Valuation & Earnings
This table compares Venoco and Encana’s gross revenue, earnings per share (EPS) and valuation.
|Gross Revenue||Price/Sales Ratio||Net Income||Earnings Per Share||Price/Earnings Ratio|
|Encana||$2.92 billion||4.04||-$944.00 million||$0.79||15.33|
Venoco has higher earnings, but lower revenue than Encana. Venoco is trading at a lower price-to-earnings ratio than Encana, indicating that it is currently the more affordable of the two stocks.
This table compares Venoco and Encana’s net margins, return on equity and return on assets.
|Net Margins||Return on Equity||Return on Assets|
Insider & Institutional Ownership
69.0% of Encana shares are held by institutional investors. 0.1% of Encana shares are held by insiders. Strong institutional ownership is an indication that endowments, hedge funds and large money managers believe a company is poised for long-term growth.
This is a breakdown of current recommendations and price targets for Venoco and Encana, as provided by MarketBeat.
|Sell Ratings||Hold Ratings||Buy Ratings||Strong Buy Ratings||Rating Score|
Encana has a consensus price target of $14.45, suggesting a potential upside of 19.30%.

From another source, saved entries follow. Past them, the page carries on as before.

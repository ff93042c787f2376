//! Status badge HTTP service library.
//!
//! This module exposes the router and its parts for testing purposes.

pub mod config;
pub mod handlers;
pub mod metrics;
pub mod state;

use axum::{extract::Extension, routing::get, Router};
use metrics_exporter_prometheus::PrometheusHandle;
use std::sync::Arc;
use tower_http::{cors::CorsLayer, trace::TraceLayer};

use state::AppState;

/// Build the service router.
pub fn app(state: Arc<AppState>, prometheus: PrometheusHandle) -> Router {
    Router::new()
        // Badge endpoints
        .route("/status-badge", get(handlers::status_badge_handler))
        .route(
            "/generate-progress-image",
            get(handlers::progress_image_handler),
        )
        // Health check
        .route("/health", get(handlers::health_handler))
        // Metrics
        .route("/metrics", get(handlers::metrics_handler))
        .route("/api/metrics", get(handlers::api_metrics_handler))
        .layer(Extension(state))
        .layer(Extension(prometheus))
        .layer(TraceLayer::new_for_http())
        .layer(CorsLayer::permissive())
}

Encana beats Venoco on 9 of the 11 factors compared between the two stocks.
Venoco Company Profile
Venoco, Inc. is an independent energy company primarily engaged in the acquisition, exploration, exploitation and development of oil and natural gas properties. Venoco’s principal producing properties are located both onshore and offshore Southern California and onshore in California’s Sacramento Basin, and are characterized by long reserve lives, predictable production profiles and substantial opportunities for further exploitation and development. The Company is also pursuing a exploration and development project targeting the onshore Monterey shale formation in Southern California. As of December 31, 2011, it had identified 775 drilling locations on its Southern California and Sacramento Basin properties and 15 probable onshore Monterey shale locations at the Sevier field.
Encana Company Profile
Encana Corporation is an energy producer that is focused on developing its multi-basin portfolio of natural gas, oil and natural gas liquids (NGLs) producing plays. The Company’s operations also include the marketing of natural gas, oil and NGLs. All of its reserves and production are located in North America. It operates through three segments: Canadian Operations, USA Operations and Market optimization. Its Canadian Operations segment includes the exploration for, development of, and production of natural gas oil and NGLs and other related activities within Canada. Its Canadian operations include Montney in northeast British Columbia and northwest Alberta and Duvernay in west central Alberta. The USA Operations include the exploration for, development of, and production of natural gas, oil and NGLs, and other related activities within the United States. The Market Optimization activities are primarily responsible for the sale of the Company’s production to third party customers.